Three Things to Do If You Can’t Quit Your Job

Over the past two years, there has been a wave of people quitting their jobs, a phenomenon known as the “great resignation.” This year we also learned about the Great Reshuffle , when workers completely change their profession or industry. The message is clear: never before have so many people abandoned what they used to do to do something else.

What we hear a lot less about is people who are stuck. People who are unable to leave their current gigs for a variety of reasons, from personal to professional. While it’s hard to get statistics on how many people are in this situation, these stuck workers definitely exist. I work with them, you probably know a few, or you yourself may be one of them.

Employees who can’t get away from work are often blamed for choosing to be a victim of their circumstances or not having enough grit, perseverance, or courage to find something else. Many may not fully understand how employer benefits can act as a leash, tying someone to a job they don’t want or a work environment they hate.

Example: Due to the health of the spouse and the insurance provided, a former client I worked with could not quit a toxic job. Their family’s medical needs were too great (and the insurance coverage too good) to leave. Another client received a degree using an education reimbursement program that he would have to repay if he quit within five years. In both cases, the employees got stuck.

There are dozens of other reasons, and indeed, some of them may also be related to the fear of change. Wanting to quit smoking and knowing you can’t causes stress and even depression. Taking care of yourself is a priority. Here are some tips.

Try journaling “it could have been worse”

If you’re feeling stuck at work, it’s a good idea to make a gratitude list: each day, write down three things you’re grateful for. Some research indicates that this technique improves mental health . It is widely touted as a strategy to increase resilience and get rid of the feeling of being stuck.

But for some people, gratitude lists don’t work. To these people, the lists seem fake, and the exercise is useless. In my experience, these are people who tend to see the glass as half empty, see flaws before strengths, or be the first to criticize new ideas. I believe they can also be people who tend to have a darker sense of humor.

These people could have gotten more out of the magazine “could have been worse.” This is the place to chronicle everything that could be worse than the job you want to quit but can’t. This negative visualization exercise goes back to the Stoic philosophers of ancient Greece and Rome. For some, this approach elicits gratitude in a more authentic way. This does not mean reveling in the misfortunes of others, but accepting that being stuck in the current circumstances might not be such a bad thing.
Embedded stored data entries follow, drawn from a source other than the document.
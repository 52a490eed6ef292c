// orchestrator
// > NamerContext, the session state owned by the host glue and passed to
//   every handler
use crate::comm::{get_sn_epoch_f64, SnDateTime, SnRst};
use crate::comm_fs::{self, RetryPolicy};
use crate::error::Error;
use crate::host::{HostEvent, RecordingSource};
use crate::naming;
use crate::prompt::NamingPrompt;
use crate::series::{display, SeriesStore};
use crate::settings::SessionSettings;
use std::path::{Path, PathBuf};

#[derive(strum_macros::Display, Debug, Clone, PartialEq)]
pub enum StopOutcome {
    Renamed { from: PathBuf, to: PathBuf },
    // the user cancelled a prompt, nothing was changed
    Cancelled,
    // stop notification before Load
    Ignored,
}

#[derive(strum_macros::Display, Debug, Clone, PartialEq)]
pub enum EventOutcome {
    Registered,
    SettingsSaved,
    Stopped(StopOutcome),
    Unregistered,
}

pub struct NamerContext {
    settings_path: PathBuf,
    settings: SessionSettings,
    store: SeriesStore,
    rename_retry: RetryPolicy,
    listening: bool,
}

impl NamerContext {
    /// Loads the settings at `settings_path`, writing the defaults when the
    /// file does not exist yet.
    pub fn init(settings_path: &Path, rename_retry: RetryPolicy) -> SnRst<Self> {
        comm_fs::recover_replaced(settings_path)?;

        let settings = if settings_path.exists() {
            SessionSettings::load(settings_path)?
        } else {
            log::info!(
                "[NamerContext::init] no settings yet, writing defaults, path={}",
                settings_path.display()
            );
            let defaults = SessionSettings::default();
            defaults.save(settings_path)?;
            defaults
        };

        let store = SeriesStore::new(settings.resolve_series_path(settings_path));

        Ok(NamerContext {
            settings_path: settings_path.to_path_buf(),
            settings,
            store,
            rename_retry,
            listening: false,
        })
    }

    pub fn settings(&self) -> &SessionSettings {
        &self.settings
    }

    pub fn store(&self) -> &SeriesStore {
        &self.store
    }

    pub fn store_mut(&mut self) -> &mut SeriesStore {
        &mut self.store
    }

    pub fn update(&mut self, settings: SessionSettings) -> SnRst<()> {
        settings.save(&self.settings_path)?;

        self.store = SeriesStore::new(settings.resolve_series_path(&self.settings_path));
        self.settings = settings;

        log::info!(
            "[NamerContext::update] settings saved, series_path={}",
            self.store.path().display()
        );

        Ok(())
    }

    pub fn handle_event(
        &mut self,
        event: HostEvent,
        source: &dyn RecordingSource,
        prompt: &mut dyn NamingPrompt,
    ) -> SnRst<EventOutcome> {
        log::debug!("[NamerContext::handle_event] event={}", event);

        match event {
            HostEvent::Load => {
                self.listening = true;
                Ok(EventOutcome::Registered)
            }
            HostEvent::SettingsChanged(settings) => {
                self.update(settings)?;
                Ok(EventOutcome::SettingsSaved)
            }
            HostEvent::RecordingStopped => {
                if !self.listening {
                    log::warn!("[NamerContext::handle_event] stop notification before load, ignored");
                    return Ok(EventOutcome::Stopped(StopOutcome::Ignored));
                }
                let outcome = self.on_recording_stopped(source, prompt, chrono::Local::now())?;
                Ok(EventOutcome::Stopped(outcome))
            }
            HostEvent::Unload => {
                self.listening = false;
                Ok(EventOutcome::Unregistered)
            }
        }
    }

    /// Names the finished recording.
    ///
    /// The counter is written before the rename: a failing table leaves the
    /// file untouched, and a bad format string fails before either.
    pub fn on_recording_stopped(
        &mut self,
        source: &dyn RecordingSource,
        prompt: &mut dyn NamingPrompt,
        now: SnDateTime,
    ) -> SnRst<StopOutcome> {
        let file = source.finished_recording_path()?;

        let known = if self.settings.is_series {
            display::display_names(self.store.get_series()?, self.settings.sort_latest)
        } else {
            Vec::new()
        };

        let series_name = match prompt.ask_series_name(&known)? {
            Some(name) => name,
            None => return Ok(StopOutcome::Cancelled),
        };
        let key = naming::normalize_series_key(&series_name);

        let part_number = if self.settings.is_series {
            // seeded by set_latest below, a cancel leaves the table as is
            let latest = self.store.lookup(&key)?.map_or(0, |e| e.number);
            let default = latest.checked_add(1).ok_or_else(|| {
                Error::InvalidCallingParameter(format!("part number overflow, key={}", key))
            })?;

            match prompt.ask_part_number(default)? {
                Some(n) => Some(n),
                None => return Ok(StopOutcome::Cancelled),
            }
        } else {
            None
        };

        let base_name = naming::gen_file_name(
            &key,
            part_number,
            &now,
            &self.settings.datetime_format,
            self.settings.datetime_first,
        )?;

        let mut file_name = base_name;
        if let Some(ext) = file.extension() {
            file_name.push('.');
            file_name.push_str(&ext.to_string_lossy());
        }
        let target = file.with_file_name(file_name);

        if let Some(n) = part_number {
            self.store.set_latest(&key, n, get_sn_epoch_f64(&now))?;
        }

        comm_fs::rename_with_retry(&file, &target, self.rename_retry)?;

        log::info!(
            "[NamerContext::on_recording_stopped] renamed, from={}, to={}",
            file.display(),
            target.display()
        );

        Ok(StopOutcome::Renamed { from: file, to: target })
    }
}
Prioritize rest and take more breaks

A job you want to quit but can’t, especially if it’s a heavy workload, is physically and emotionally exhausting. This will drain your energy and leave you with very little at the end of the day. This means that you are not only tired, but also probably irritable. The best way to get that energy back and improve your mood is to rest—not just before bed, but throughout your work day. So take frequent breaks.

The Human Performance Institute , a leading provider of evidence-based strategies for wellness and high performance, has determined that switching between energy expenditure (work) and energy recovery (breaks) results not only in improved overall performance, but also in improved well-being.

Breaks should not be long. Just 10 minutes of walking or stretching (away from the screen) every couple of hours is enough to keep your mood and focus going. This will not only help you maintain a healthier attitude towards work, but your friends and family will also thank you. You will have energy at the end of the day for them too.

Prepare for the next step

As trite as it may sound, it’s true: this, too, will pass. The current situation of being stuck at work is, by and large, likely to be short-lived. Sometimes it is enough to keep a temporary mindset and realize that circumstances will eventually change in order to maintain a productive attitude.

It also speaks to the importance of being ready to act when things are moving in a new direction. So prepare yourself now in case an opportunity comes your way, because sooner or later it will come. Can you describe what you want from the new job? What about your strengths and what you bring to the team? Has your resume been updated? Have you recently met with someone to discuss your career aspirations? Readiness means that you have answered yes to all of these questions. If you said no, now you know where to start investing your time and effort.

A lot of career satisfaction comes from a sense of progress and movement. That’s why it’s so annoying to have a job that you can’t escape from. Staying productive, managing your energy, and being ready to respond when the opportunity presents itself are the best ways to keep moving forward even when you get stuck.